Output only the lines below that start at the line containing "let email = body.email.trim();" and end at the line containing "let now = OffsetDateTime::now_utc();", with both ends kept.

_Records for this exercise_
---+---
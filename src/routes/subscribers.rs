use axum::{extract::State, response::IntoResponse, Json};
use serde::Deserialize;
use serde_json::json;
use std::time::{SystemTime, UNIX_EPOCH};
use time::OffsetDateTime;
use tracing::error;

use crate::responses::JsonResponse;
use crate::state::AppState;
use crate::utils::jwt::{create_jwt, Claims};

const TOKEN_TTL_SECONDS: u64 = 60 * 60 * 24;

#[derive(Deserialize)]
pub struct RegisterRequest {
    pub email: String,
}

/// Registers a subscriber, assigns their default plan, and issues a bearer
/// token for the billing endpoints.
pub async fn register_subscriber(
    State(state): State<AppState>,
    Json(body): Json<RegisterRequest>,
) -> impl IntoResponse {
    let email = body.email.trim();
    if email.is_empty() || !email.contains('@') {
        return JsonResponse::bad_request("A valid email address is required").into_response();
    }

    let now = OffsetDateTime::now_utc();
    let subscriber = match state.subscription.register(email, now).await {
        Ok(subscriber) => subscriber,
        Err(crate::services::subscription::SubscriptionError::Store(sqlx::Error::Database(
            db_err,
        ))) if db_err.is_unique_violation() => {
            return JsonResponse::conflict("This email address is already registered")
                .into_response();
        }
        Err(err) => {
            error!(?err, "failed to register subscriber");
            return JsonResponse::server_error("Could not register subscriber").into_response();
        }
    };

    let exp = SystemTime::now()
        .duration_since(UNIX_EPOCH)
        .map(|d| d.as_secs() + TOKEN_TTL_SECONDS)
        .unwrap_or(TOKEN_TTL_SECONDS) as usize;
    let claims = Claims {
        sub: subscriber.id,
        email: subscriber.email.clone(),
        exp,
    };
    let token = match create_jwt(&claims, &state.jwt_keys) {
        Ok(token) => token,
        Err(err) => {
            error!(?err, "failed to issue token for new subscriber");
            return JsonResponse::server_error("Could not register subscriber").into_response();
        }
    };

    Json(json!({
        "subscriber": {
            "id": subscriber.id,
            "email": subscriber.email,
            "current_plan_id": subscriber.current_plan_id,
            "plan_expires_at": subscriber.plan_expires_at,
        },
        "token": token,
    }))
    .into_response()
}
---+---
_Result for this task_
    let email = body.email.trim();
    if email.is_empty() || !email.contains('@') {
        return JsonResponse::bad_request("A valid email address is required").into_response();
    }

    let now = OffsetDateTime::now_utc();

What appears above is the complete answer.